Another important plus for trade is that it can act as a safety net. If the production of goods varies from year to year, trade allows the movement of goods from areas of surplus to areas of deficit. If the UK weather is bad and we produce less high-protein flour, we import more wheat from Germany or Canada to make our bread. Trade also creates some resilience: if a supplying country can’t sell us the produce we want, another will be able to. 

Trade also has more intangible benefits: it allows technology to be shared across the world. The dramatic fall in the price of renewable energy is partly driven by China’s investment in scaling up solar panel production and efficiency. It can also serve as both a carrot and stick in international relations. A country might say “we will open our markets to you if you do X, Y or Z” – where X, Y or Z might be improve labour or animal welfare, conditions, reduce environmental impacts or adopt more accountable forms of governance.  

Trade has downsides 

The downside risks mirror the benefits outlined above. By increasing consumer choice and reducing prices on imports, it drives increased consumption. However, on a finite planet, with finite metabolisms, increasing consumption can have impacts on both the environment and our dietary health. Having access to an excess of calorie-rich, cheap processed food, rich in imported sugars, starches and fats increases the costs levied on the NHS. Cheaper goods also lead to a reliance on ‘fast’ goods – like fast fashion – where items are briefly used and then thrown away. With ever-cheaper goods, it becomes economically rational to create waste. 

Global competition drives efficiency of production, but also creates an incentive for producer countries to use the environment, or people, to subsidise production. This leads to pollution – of land, water and air – climate change, exploitation of low-paid workers, and impacts on animal welfare. Biodiverse rich habitat, like tropical forests, pay little into national coffers, whereas soya or palm oil plantations do. 

Such global competition also creates the potential for a ‘race to the bottom.’ If some countries are pushing the real costs of production onto the environment (‘externalising’) and not insisting their companies pay to protect the environment (or labour or animal welfare), it makes it difficult for countries with higher environmental (or animal welfare or labour) standards to compete. This undercuts local producers. A key worry about post-Brexit trading is whether new relationships will undercut UK standards, driving the intensification of the UK agricultural landscape, the adoption of genetic technology or lower animal welfare standards, and impacting the rural economy, particularly by affecting the livelihoods of smaller scale, more traditional, family farms. 

So in sum, trade is widely accepted to be positive for consumers of goods, reducing prices so we can afford to spend less and buy a wider range goods, increasing overall consumption and driving the economy and income for producers. However, trade can drive overconsumption which has a negative impact on health and the environment and can lead to lower standards in a ‘race to the bottom.’ So how can decision makers use trade policies to bring about the future we want for our society? Join us as we explore these complicated issues in this series.  

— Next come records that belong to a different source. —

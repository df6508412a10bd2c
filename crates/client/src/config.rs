//! Configuration for the Beanstream client
//!
//! A [`Configuration`] is a plain value. The `with_*` methods consume it and
//! return a new one; anything built from the old value keeps using the old
//! credentials until it is rebuilt.

use crate::credentials::Credentials;
use crate::error::{ApiResult, Error};
use serde::{Deserialize, Serialize};
use std::env;
use std::fmt;
use std::path::Path;

/// Default platform subdomain
pub const DEFAULT_PLATFORM: &str = "www";

/// Default API version
pub const DEFAULT_VERSION: &str = "v1";

/// Client configuration
#[derive(Clone, PartialEq, Eq, Serialize, Deserialize)]
pub struct Configuration {
    /// Merchant ID
    pub merchant_id: u32,
    /// Passcode for the payments API
    pub payments_passcode: String,
    /// Passcode for the payment profiles API
    #[serde(default)]
    pub profiles_passcode: Option<String>,
    /// Passcode for the reporting API
    #[serde(default)]
    pub reporting_passcode: Option<String>,
    /// Platform subdomain (`www`, or a regional/test platform)
    #[serde(default = "default_platform")]
    pub platform: String,
    /// API version path segment
    #[serde(default = "default_version")]
    pub version: String,
    /// Replaces `https://{platform}.beanstream.com/api/{version}` when set
    #[serde(default)]
    pub base_url: Option<String>,
}

fn default_platform() -> String {
    DEFAULT_PLATFORM.to_string()
}

fn default_version() -> String {
    DEFAULT_VERSION.to_string()
}

impl fmt::Debug for Configuration {
    fn fmt(&self, f: &mut fmt::Formatter<'_>) -> fmt::Result {
        let redact = |p: &Option<String>| p.as_ref().map(|_| "<redacted>");
        f.debug_struct("Configuration")
            .field("merchant_id", &self.merchant_id)
            .field("payments_passcode", &"<redacted>")
            .field("profiles_passcode", &redact(&self.profiles_passcode))
            .field("reporting_passcode", &redact(&self.reporting_passcode))
            .field("platform", &self.platform)
            .field("version", &self.version)
            .field("base_url", &self.base_url)
            .finish()
    }
}

impl Configuration {
    /// Create a configuration for the payments API
    pub fn new(merchant_id: u32, payments_passcode: impl Into<String>) -> Self {
        Self {
            merchant_id,
            payments_passcode: payments_passcode.into(),
            profiles_passcode: None,
            reporting_passcode: None,
            platform: default_platform(),
            version: default_version(),
            base_url: None,
        }
    }

    /// Create configuration from environment variables
    ///
    /// Reads the following environment variables:
    /// - `BEANSTREAM_MERCHANT_ID` (required)
    /// - `BEANSTREAM_PAYMENTS_PASSCODE` (required)
    /// - `BEANSTREAM_PROFILES_PASSCODE`
    /// - `BEANSTREAM_REPORTING_PASSCODE`
    /// - `BEANSTREAM_PLATFORM`: defaults to `www`
    /// - `BEANSTREAM_API_VERSION`: defaults to `v1`
    /// - `BEANSTREAM_BASE_URL`: overrides the derived API root
    pub fn from_env() -> ApiResult<Self> {
        Self::from_lookup(|key| env::var(key).ok())
    }

    /// Parse configuration from TOML text
    pub fn from_toml_str(text: &str) -> ApiResult<Self> {
        let config: Self =
            toml::from_str(text).map_err(|e| Error::config(format!("invalid TOML: {e}")))?;
        config.validate()?;
        Ok(config)
    }

    /// Load configuration from a TOML file
    pub fn load(path: impl AsRef<Path>) -> ApiResult<Self> {
        let path = path.as_ref();
        let text = std::fs::read_to_string(path)
            .map_err(|e| Error::config(format!("cannot read {}: {e}", path.display())))?;
        Self::from_toml_str(&text)
    }

    fn from_lookup(lookup: impl Fn(&str) -> Option<String>) -> ApiResult<Self> {
        let require = |key: &str| {
            lookup(key)
                .filter(|v| !v.is_empty())
                .ok_or_else(|| Error::config(format!("missing environment variable: {key}")))
        };

        let merchant_id = require("BEANSTREAM_MERCHANT_ID")?
            .trim()
            .parse::<u32>()
            .map_err(|e| Error::config(format!("BEANSTREAM_MERCHANT_ID is not a number: {e}")))?;

        let config = Self {
            merchant_id,
            payments_passcode: require("BEANSTREAM_PAYMENTS_PASSCODE")?,
            profiles_passcode: lookup("BEANSTREAM_PROFILES_PASSCODE"),
            reporting_passcode: lookup("BEANSTREAM_REPORTING_PASSCODE"),
            platform: lookup("BEANSTREAM_PLATFORM").unwrap_or_else(default_platform),
            version: lookup("BEANSTREAM_API_VERSION").unwrap_or_else(default_version),
            base_url: lookup("BEANSTREAM_BASE_URL"),
        };

        config.validate()?;
        Ok(config)
    }

    /// Builder-style method to set the profiles passcode
    #[must_use]
    pub fn with_profiles_passcode(mut self, passcode: impl Into<String>) -> Self {
        self.profiles_passcode = Some(passcode.into());
        self
    }

    /// Builder-style method to set the reporting passcode
    #[must_use]
    pub fn with_reporting_passcode(mut self, passcode: impl Into<String>) -> Self {
        self.reporting_passcode = Some(passcode.into());
        self
    }

    /// Builder-style method to set the platform
    #[must_use]
    pub fn with_platform(mut self, platform: impl Into<String>) -> Self {
        self.platform = platform.into();
        self
    }

    /// Builder-style method to set the API version
    #[must_use]
    pub fn with_version(mut self, version: impl Into<String>) -> Self {
        self.version = version.into();
        self
    }

    /// Builder-style method to override the API root URL
    #[must_use]
    pub fn with_base_url(mut self, url: impl Into<String>) -> Self {
        self.base_url = Some(url.into());
        self
    }

    /// Credentials for the payments API
    #[must_use]
    pub fn payments_credentials(&self) -> Credentials {
        Credentials::new(self.merchant_id, &self.payments_passcode)
    }

    /// Credentials for the payment profiles API
    pub fn profiles_credentials(&self) -> ApiResult<Credentials> {
        self.profiles_passcode
            .as_deref()
            .filter(|p| !p.is_empty())
            .map(|p| Credentials::new(self.merchant_id, p))
            .ok_or_else(|| Error::config("profiles passcode is not configured"))
    }

    /// Validate the configuration
    pub fn validate(&self) -> ApiResult<()> {
        if self.merchant_id == 0 {
            return Err(Error::config("merchant_id cannot be zero"));
        }

        if self.payments_passcode.is_empty() {
            return Err(Error::config("payments_passcode cannot be empty"));
        }

        if self.platform.is_empty() {
            return Err(Error::config("platform cannot be empty"));
        }

        if self.version.is_empty() {
            return Err(Error::config("version cannot be empty"));
        }

        if let Some(ref url) = self.base_url {
            if !url.starts_with("http://") && !url.starts_with("https://") {
                return Err(Error::config("base_url must start with http:// or https://"));
            }
        }

        Ok(())
    }
}

#[cfg(test)]
mod tests {
    use super::*;
    use std::collections::HashMap;
    use std::io::Write;

    fn lookup_from(pairs: &[(&str, &str)]) -> impl Fn(&str) -> Option<String> {
        let map: HashMap<String, String> = pairs
            .iter()
            .map(|(k, v)| ((*k).to_string(), (*v).to_string()))
            .collect();
        move |key: &str| map.get(key).cloned()
    }

    #[test]
    fn test_defaults() {
        let config = Configuration::new(300_200_578, "secret");
        assert_eq!(config.platform, "www");
        assert_eq!(config.version, "v1");
        assert!(config.profiles_passcode.is_none());
        assert!(config.validate().is_ok());
    }

    #[test]
    fn test_builder_returns_new_value() {
        let base = Configuration::new(1, "a");
        let changed = base.clone().with_platform("tls12").with_profiles_passcode("b");

        assert_eq!(base.platform, "www");
        assert_eq!(changed.platform, "tls12");
        assert_eq!(changed.profiles_passcode.as_deref(), Some("b"));
    }

    #[test]
    fn test_from_lookup() {
        let config = Configuration::from_lookup(lookup_from(&[
            ("BEANSTREAM_MERCHANT_ID", "300200578"),
            ("BEANSTREAM_PAYMENTS_PASSCODE", "pay"),
            ("BEANSTREAM_PROFILES_PASSCODE", "prof"),
            ("BEANSTREAM_API_VERSION", "v1.1"),
        ]))
        .unwrap();

        assert_eq!(config.merchant_id, 300_200_578);
        assert_eq!(config.profiles_passcode.as_deref(), Some("prof"));
        assert_eq!(config.version, "v1.1");
        assert_eq!(config.platform, "www");
    }

    #[test]
    fn test_from_lookup_missing_and_malformed() {
        let err = Configuration::from_lookup(lookup_from(&[("BEANSTREAM_MERCHANT_ID", "1")]))
            .unwrap_err();
        assert!(err.message().contains("BEANSTREAM_PAYMENTS_PASSCODE"));

        let err = Configuration::from_lookup(lookup_from(&[
            ("BEANSTREAM_MERCHANT_ID", "abc"),
            ("BEANSTREAM_PAYMENTS_PASSCODE", "pay"),
        ]))
        .unwrap_err();
        assert!(matches!(err, Error::Config(_)));
    }

    #[test]
    fn test_from_toml() {
        let config = Configuration::from_toml_str(
            r#"
            merchant_id = 300200578
            payments_passcode = "pay"
            profiles_passcode = "prof"
            base_url = "http://localhost:8080/api/v1"
            "#,
        )
        .unwrap();

        assert_eq!(config.merchant_id, 300_200_578);
        assert_eq!(config.version, "v1");
        assert_eq!(config.base_url.as_deref(), Some("http://localhost:8080/api/v1"));
    }

    #[test]
    fn test_load_file() {
        let mut file = tempfile::NamedTempFile::new().unwrap();
        writeln!(file, "merchant_id = 42\npayments_passcode = \"pw\"").unwrap();

        let config = Configuration::load(file.path()).unwrap();
        assert_eq!(config.payments_credentials(), Credentials::new(42, "pw"));
    }

    #[test]
    fn test_validation() {
        assert!(Configuration::new(0, "a").validate().is_err());
        assert!(Configuration::new(1, "").validate().is_err());
        assert!(Configuration::new(1, "a").with_version("").validate().is_err());
        assert!(
            Configuration::new(1, "a")
                .with_base_url("ftp://example.com")
                .validate()
                .is_err()
        );
    }

    #[test]
    fn test_profiles_credentials_required() {
        let config = Configuration::new(1, "a");
        assert!(config.profiles_credentials().is_err());

        let config = config.with_profiles_passcode("p");
        assert_eq!(config.profiles_credentials().unwrap().merchant_id(), 1);
    }

    #[test]
    fn test_debug_redacts_passcodes() {
        let config = Configuration::new(1, "pay-secret").with_profiles_passcode("prof-secret");
        let rendered = format!("{config:?}");
        assert!(!rendered.contains("pay-secret"));
        assert!(!rendered.contains("prof-secret"));
    }
}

Food prices and the Arab Spring 

Whilst trade provides resilience in the face of some disruptions, offshoring of goods absolutely required for society to function – like food – also creates risks in the face of other disruptions. Famously, the food price spikes of a decade ago, were created when a series of events and policies conspired to create a run on the markets, as supply was perceived to fall short of demand. This price amplification was fuelled by some countries putting in place export bans. 

In the end, world food prices increased, and people suffered – by trading down and going without. The food prices sparked the Arab Spring, marked by anti-government uprisings and armed rebellions leading to wider-geo-political ramifications that affect Middle Eastern stability today.